Carol’s coming home tomorrow, finally, after two and a half weeks in Chicago helping her mom. This was nothing sudden, and I had had a crazy idea in reserve, at which I hinted in my 2009 plan file, which I posted on New Year’s Eve. Some of you mailed me, puzzled, about this item:
- Eat Less Sugar. Eat More Meat. Lose More Weight. (More on this shortly.)
One woman, whom I’ve known for a number of years, scolded me: “You’re crazy! You don’t need to lose any weight!”
That’s true. I do not need to lose any weight. However, when I do lose weight, I damned well want to know why.
Ok. There is some backstory that I haven’t given you yet. This may take me a couple of days to get through, but I think it’s important. So let’s get underway.
For a number of years now, I’ve weighed 155, and I consider that my ideal weight. I’m 5’9″ tall and lightly built. My blood chemistry is good and I have no major health problems. I walk regularly, and do weight training once a week. This has been my regimen (such that it is) since we moved to Colorado in 2003.
My customary breakfast all this time has been a bowl of Cheerios in 2% milk, and half of a 6 oz cup of fat-free, low-sugar “light” yogurt, mixed with organic blueberries. (The organic is incidental. I don’t care how they were grown; they just taste better.) I’m used to a certain period of muzziness that follows breakfast, and assumed it was just my blood rushing to my stomach. Morning is my productive time for writing, and my post-breakfast fuzzies slowed me down. I resent that, but I considered it inevitable until I read something online about the phenomenon. Eating carbs for breakfast will do that to you. Hmmm. So some months back, I just stopped eating Cheerios in the morning, hoping that I would be mentally sharper until lunch. And wham! It worked.
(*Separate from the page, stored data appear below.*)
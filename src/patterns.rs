//! Text patterns recovered from unstructured `go test` output.
//!
//! Each pattern is a small named parser returning an `Option` of a
//! structured match, so every post-processing pass can be tested on its
//! own. Patterns that embed a `file:line` reference live on
//! [`SourcePatterns`], which is built for a configurable source file
//! extension (`go` by default).

use std::sync::LazyLock;
use std::time::Duration;

use regex::Regex;

static COVERAGE_RE: LazyLock<Regex> =
    LazyLock::new(|| Regex::new(r"coverage: ([\d.]+)% of statements").expect("valid regex"));

static BENCHMARK_RE: LazyLock<Regex> = LazyLock::new(|| {
    Regex::new(r"(\S+?)-(\d+)\s+(\d+)\s+([\d.]+)\s*([a-zA-Zµμ]+)/op\b").expect("valid regex")
});

static ERROR_ANCHOR_RE: LazyLock<Regex> =
    LazyLock::new(|| Regex::new(r"^(\s+)Error:(\s+)(.+)$").expect("valid regex"));

/// A parsed benchmark result line: `<name>-<procs> <iterations> <value> <unit>/op`.
#[derive(Debug, Clone, PartialEq, Eq)]
pub struct BenchmarkResult {
    /// Benchmark name without the `-<procs>` suffix.
    pub name: String,
    pub processors: u32,
    pub iterations: u64,
    pub duration_per_op: Duration,
}

/// A skip location line: `<indent><file:line>:( <message>)?`.
#[derive(Debug, Clone, PartialEq, Eq)]
pub struct SkipLocation<'a> {
    pub source: &'a str,
    pub message: Option<&'a str>,
}

/// The `Error:` line testify prints at the top of a failure message.
#[derive(Debug, Clone, PartialEq, Eq)]
pub struct ErrorAnchor<'a> {
    /// Leading whitespace before `Error:`.
    pub indent: &'a str,
    /// Whitespace between `Error:` and the message.
    pub spacing: &'a str,
    pub message: &'a str,
}

impl ErrorAnchor<'_> {
    /// Byte width of the indent, label and spacing together.
    pub fn width(&self) -> usize {
        self.indent.len() + "Error:".len() + self.spacing.len()
    }
}

/// Extracts the coverage percentage from a package output line.
///
/// A malformed percentage yields `0.0`.
pub fn parse_coverage(line: &str) -> Option<f64> {
    let caps = COVERAGE_RE.captures(line)?;

    Some(caps[1].parse().unwrap_or_default())
}

/// Parses a benchmark result line.
///
/// Numbers that match the pattern but don't fit their type degrade to
/// zero instead of rejecting the line.
pub fn parse_benchmark_result(line: &str) -> Option<BenchmarkResult> {
    let caps = BENCHMARK_RE.captures(line.trim())?;

    Some(BenchmarkResult {
        name: caps[1].to_string(),
        processors: caps[2].parse().unwrap_or_default(),
        iterations: caps[3].parse().unwrap_or_default(),
        duration_per_op: parse_go_duration(&caps[4], &caps[5]).unwrap_or_default(),
    })
}

/// Converts a numeric value and a Go duration unit into a [`Duration`].
pub fn parse_go_duration(value: &str, unit: &str) -> Option<Duration> {
    let value: f64 = value.parse().ok()?;

    let nanos_per_unit = match unit {
        "ns" => 1.0,
        "us" | "µs" | "μs" => 1e3,
        "ms" => 1e6,
        "s" => 1e9,
        "m" => 60e9,
        "h" => 3600e9,
        _ => return None,
    };

    let nanos = value * nanos_per_unit;

    if !nanos.is_finite() || nanos < 0.0 {
        return None;
    }

    Some(Duration::from_nanos(nanos.round() as u64))
}

/// Finds the testify `Error:` anchor line.
pub fn parse_error_anchor(line: &str) -> Option<ErrorAnchor<'_>> {
    let caps = ERROR_ANCHOR_RE.captures(line)?;

    Some(ErrorAnchor {
        indent: caps.get(1)?.as_str(),
        spacing: caps.get(2)?.as_str(),
        message: caps.get(3)?.as_str(),
    })
}

/// Patterns that recognize `file:line` references.
#[derive(Debug, Clone)]
pub struct SourcePatterns {
    error_trace: Regex,
    location: Regex,
    skip_location: Regex,
}

impl SourcePatterns {
    /// Builds the patterns for source files with the given extension.
    pub fn new(extension: &str) -> Result<Self, regex::Error> {
        let path = format!(r"(.*?\.{}:\d+)", regex::escape(extension));

        Ok(Self {
            error_trace: Regex::new(&format!(r"^Error Trace:\s*{path}$"))?,
            location: Regex::new(&format!(r"^{path}:?$"))?,
            skip_location: Regex::new(&format!(r"^\s*{path}:(?:\s+(.*?))?\s*$"))?,
        })
    }

    /// Returns the path of an `Error Trace:` line.
    pub fn error_trace<'a>(&self, line: &'a str) -> Option<&'a str> {
        let caps = self.error_trace.captures(line.trim())?;

        caps.get(1).map(|m| m.as_str())
    }

    /// Returns the path when the whole line is a bare `file:line` reference.
    pub fn location<'a>(&self, line: &'a str) -> Option<&'a str> {
        let caps = self.location.captures(line.trim())?;

        caps.get(1).map(|m| m.as_str())
    }

    /// Parses the location line printed by `t.Skip`.
    pub fn skip_location<'a>(&self, line: &'a str) -> Option<SkipLocation<'a>> {
        let caps = self.skip_location.captures(line)?;

        Some(SkipLocation {
            source: caps.get(1)?.as_str(),
            message: caps
                .get(2)
                .map(|m| m.as_str())
                .filter(|m| !m.is_empty()),
        })
    }
}

impl Default for SourcePatterns {
    fn default() -> Self {
        Self::new("go").expect("valid default source patterns")
    }
}

#[cfg(test)]
mod tests {
    use super::*;

    #[test]
    fn test_parse_coverage() {
        assert_eq!(parse_coverage("coverage: 83.5% of statements"), Some(83.5));
        assert_eq!(
            parse_coverage("ok  \texample.com/pkg\t0.1s\tcoverage: 100.0% of statements\n"),
            Some(100.0)
        );
        assert_eq!(parse_coverage("coverage: [no statements]"), None);
        assert_eq!(parse_coverage("coverage: 1.2.3% of statements"), Some(0.0));
    }

    #[test]
    fn test_parse_benchmark_result() {
        let result = parse_benchmark_result("BenchmarkFib10-8   1000000   152 ns/op").unwrap();

        assert_eq!(result.name, "BenchmarkFib10");
        assert_eq!(result.processors, 8);
        assert_eq!(result.iterations, 1_000_000);
        assert_eq!(result.duration_per_op, Duration::from_nanos(152));
    }

    #[test]
    fn test_parse_benchmark_result_with_memory_stats() {
        let line = "BenchmarkSize/large-10-4 \t    2000\t    612345 ns/op\t  1024 B/op\t 3 allocs/op\n";
        let result = parse_benchmark_result(line).unwrap();

        assert_eq!(result.name, "BenchmarkSize/large-10");
        assert_eq!(result.processors, 4);
        assert_eq!(result.iterations, 2000);
        assert_eq!(result.duration_per_op, Duration::from_nanos(612_345));
    }

    #[test]
    fn test_parse_benchmark_fractional_duration() {
        let result = parse_benchmark_result("BenchmarkTiny-2  1000000000  0.2513 ns/op").unwrap();
        assert_eq!(result.duration_per_op, Duration::from_nanos(0));

        let result = parse_benchmark_result("BenchmarkSlow-2  3  1.5 ms/op").unwrap();
        assert_eq!(result.duration_per_op, Duration::from_micros(1500));
    }

    #[test]
    fn test_parse_benchmark_overflow_degrades_to_zero() {
        let result =
            parse_benchmark_result("BenchmarkBig-8  99999999999999999999999  10 ns/op").unwrap();

        assert_eq!(result.processors, 8);
        assert_eq!(result.iterations, 0);
        assert_eq!(result.duration_per_op, Duration::from_nanos(10));
    }

    #[test]
    fn test_parse_benchmark_unknown_unit() {
        let result = parse_benchmark_result("BenchmarkOdd-8  10  3 parsecs/op").unwrap();
        assert_eq!(result.duration_per_op, Duration::ZERO);
    }

    #[test]
    fn test_parse_benchmark_result_after_other_text() {
        let result =
            parse_benchmark_result("goos: linux BenchmarkFib10-8   1000000   152 ns/op").unwrap();

        assert_eq!(result.name, "BenchmarkFib10");
        assert_eq!(result.processors, 8);
        assert_eq!(result.iterations, 1_000_000);
    }

    #[test]
    fn test_non_benchmark_line() {
        assert!(parse_benchmark_result("BenchmarkFib10").is_none());
        assert!(parse_benchmark_result("PASS").is_none());
    }

    #[test]
    fn test_error_trace() {
        let patterns = SourcePatterns::default();

        assert_eq!(
            patterns.error_trace("        \tError Trace:\tpkg/file.go:42"),
            Some("pkg/file.go:42")
        );
        assert_eq!(
            patterns.error_trace("Error Trace:   pkg/file.go:42"),
            Some("pkg/file.go:42")
        );
        assert_eq!(patterns.error_trace("Error: Not equal"), None);
    }

    #[test]
    fn test_location() {
        let patterns = SourcePatterns::default();

        assert_eq!(
            patterns.location("        \t            \tpkg/file.go:99"),
            Some("pkg/file.go:99")
        );
        assert_eq!(patterns.location("file.go:12:"), Some("file.go:12"));
        assert_eq!(patterns.location("file.go:12: message"), None);
    }

    #[test]
    fn test_skip_location() {
        let patterns = SourcePatterns::default();

        assert_eq!(
            patterns.skip_location("    pkg/file.go:10:   custom message"),
            Some(SkipLocation {
                source: "pkg/file.go:10",
                message: Some("custom message"),
            })
        );
        assert_eq!(
            patterns.skip_location("    pkg/file.go:15:"),
            Some(SkipLocation {
                source: "pkg/file.go:15",
                message: None,
            })
        );
        assert!(patterns.skip_location("--- SKIP: TestA (0.00s)").is_none());
    }

    #[test]
    fn test_custom_extension() {
        let patterns = SourcePatterns::new("rs").unwrap();

        assert_eq!(patterns.location("src/lib.rs:7"), Some("src/lib.rs:7"));
        assert_eq!(patterns.location("pkg/file.go:7"), None);
    }

    #[test]
    fn test_error_anchor() {
        let anchor = parse_error_anchor("        \tError:      \tNot equal:").unwrap();

        assert_eq!(anchor.indent, "        \t");
        assert_eq!(anchor.spacing, "      \t");
        assert_eq!(anchor.message, "Not equal:");
        assert_eq!(anchor.width(), 22);
        assert!(parse_error_anchor("Error: no indent").is_none());
    }
}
I got a little hungry at 10:30 AM, but I did not lose my edge after breakfast. I was writing more, and better, from 7 AM all the way until noon. So I bought dry-roasted almonds to snack on mid-morning, and kept to the regimen.
Well, something else happened: In about three weeks, I lost five pounds.
I did not think that had five pounds to lose, but I shed another inch of waistline, and had to punch another hole in a couple of my belts. Carol told me she wanted me back at 155. However, I am unwilling to lose my morning edge. It was a bit of a conundrum, but I knew that, come January, I would be batching it again for almost three weeks, eating alone. So a totally outrageous experiment suggested itself…
More tomorrow.
The massive urban renewal project that is the inside of my mouth got into high gear again this morning, with what I call a three-p procedure: It took six hours, with three pee breaks, and (I am not exaggerating !) fifteen separate injections of local anaesthetic. Uggh. The surgeon removed my lower horseshoe, which has been in my mouth since September 2001, and cleaned up what damage had occurred during seven years in place. Two fillings had to be drilled out and replaced, and all the teeth had to be re-margined. One tooth, while not infected, had broken into three pieces underneath the horeshoe (probably due to my perpetual clenching and grinding during the night) and no longer has enough structure above the gum line to be retained. It will have to be pulled, and later this year (once the bone heals) an implant post will be put in place to carry the eventual crown.